DATA EXTRACTS -
use crate::composition::model::CompositionDescriptor;
use crate::foundation::core::FrameIndex;
use serde::{Deserialize, Serialize};

/// Process-wide page state as set by `remotion_setBundleMode`.
///
/// Serialized with a `type` tag: `{"type":"evaluation"}` or
/// `{"type":"composition","compositionName":...}`.
#[derive(Clone, Debug, PartialEq, Eq, Serialize, Deserialize)]
#[serde(tag = "type", rename_all = "camelCase")]
pub enum BundleMode {
    /// Idle and introspectable: discovery is valid, seeking is not.
    Evaluation,
    /// Locked onto one composition: seeking is valid, discovery is not.
    Composition(CompositionDescriptor),
}

impl BundleMode {
    /// Wire name of the variant.
    pub fn name(&self) -> &'static str {
        match self {
            Self::Evaluation => "evaluation",
            Self::Composition(_) => "composition",
        }
    }

    /// Active descriptor in composition mode.
    pub fn descriptor(&self) -> Option<&CompositionDescriptor> {
        match self {
            Self::Evaluation => None,
            Self::Composition(d) => Some(d),
        }
    }
}

/// The frame currently rendered on a page in composition mode.
#[derive(Clone, Debug, PartialEq, Eq, Serialize, Deserialize)]
pub struct FrameCursor {
    /// Rendered frame.
    pub frame: FrameIndex,
    /// Composition the frame belongs to.
    pub composition: String,
}

/// Acknowledgement returned once a seek has fully settled.
///
/// Returning it is the settlement signal: every asset the frame needed has loaded and the
/// frame is ready to capture.
#[derive(Clone, Debug, PartialEq, Eq, Serialize, Deserialize)]
#[serde(rename_all = "camelCase")]
pub struct SeekAck {
    /// Frame that is now rendered.
    pub frame: FrameIndex,
    /// Composition it belongs to.
    pub composition: String,
    /// Assets that had to be loaded for this seek (0 when all were cached).
    #[serde(default)]
    pub settled_assets: usize,
}

#[cfg(test)]
#[path = "../../tests/unit/protocol/mode.rs"]
mod tests;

AIM OF THE TASK - Nothing in the data may differ; print all of it exactly as written.

SOLUTION -
use crate::composition::model::CompositionDescriptor;
use crate::foundation::core::FrameIndex;
use serde::{Deserialize, Serialize};

/// Process-wide page state as set by `remotion_setBundleMode`.
///
/// Serialized with a `type` tag: `{"type":"evaluation"}` or
/// `{"type":"composition","compositionName":...}`.
#[derive(Clone, Debug, PartialEq, Eq, Serialize, Deserialize)]
#[serde(tag = "type", rename_all = "camelCase")]
pub enum BundleMode {
    /// Idle and introspectable: discovery is valid, seeking is not.
    Evaluation,
    /// Locked onto one composition: seeking is valid, discovery is not.
    Composition(CompositionDescriptor),
}

impl BundleMode {
    /// Wire name of the variant.
    pub fn name(&self) -> &'static str {
        match self {
            Self::Evaluation => "evaluation",
            Self::Composition(_) => "composition",
        }
    }

    /// Active descriptor in composition mode.
    pub fn descriptor(&self) -> Option<&CompositionDescriptor> {
        match self {
            Self::Evaluation => None,
            Self::Composition(d) => Some(d),
        }
    }
}

/// The frame currently rendered on a page in composition mode.
#[derive(Clone, Debug, PartialEq, Eq, Serialize, Deserialize)]
pub struct FrameCursor {
    /// Rendered frame.
    pub frame: FrameIndex,
    /// Composition the frame belongs to.
    pub composition: String,
}

/// Acknowledgement returned once a seek has fully settled.
///
/// Returning it is the settlement signal: every asset the frame needed has loaded and the
/// frame is ready to capture.
#[derive(Clone, Debug, PartialEq, Eq, Serialize, Deserialize)]
#[serde(rename_all = "camelCase")]
pub struct SeekAck {
    /// Frame that is now rendered.
    pub frame: FrameIndex,
    /// Composition it belongs to.
    pub composition: String,
    /// Assets that had to be loaded for this seek (0 when all were cached).
    #[serde(default)]
    pub settled_assets: usize,
}

#[cfg(test)]
#[path = "../../tests/unit/protocol/mode.rs"]
mod tests;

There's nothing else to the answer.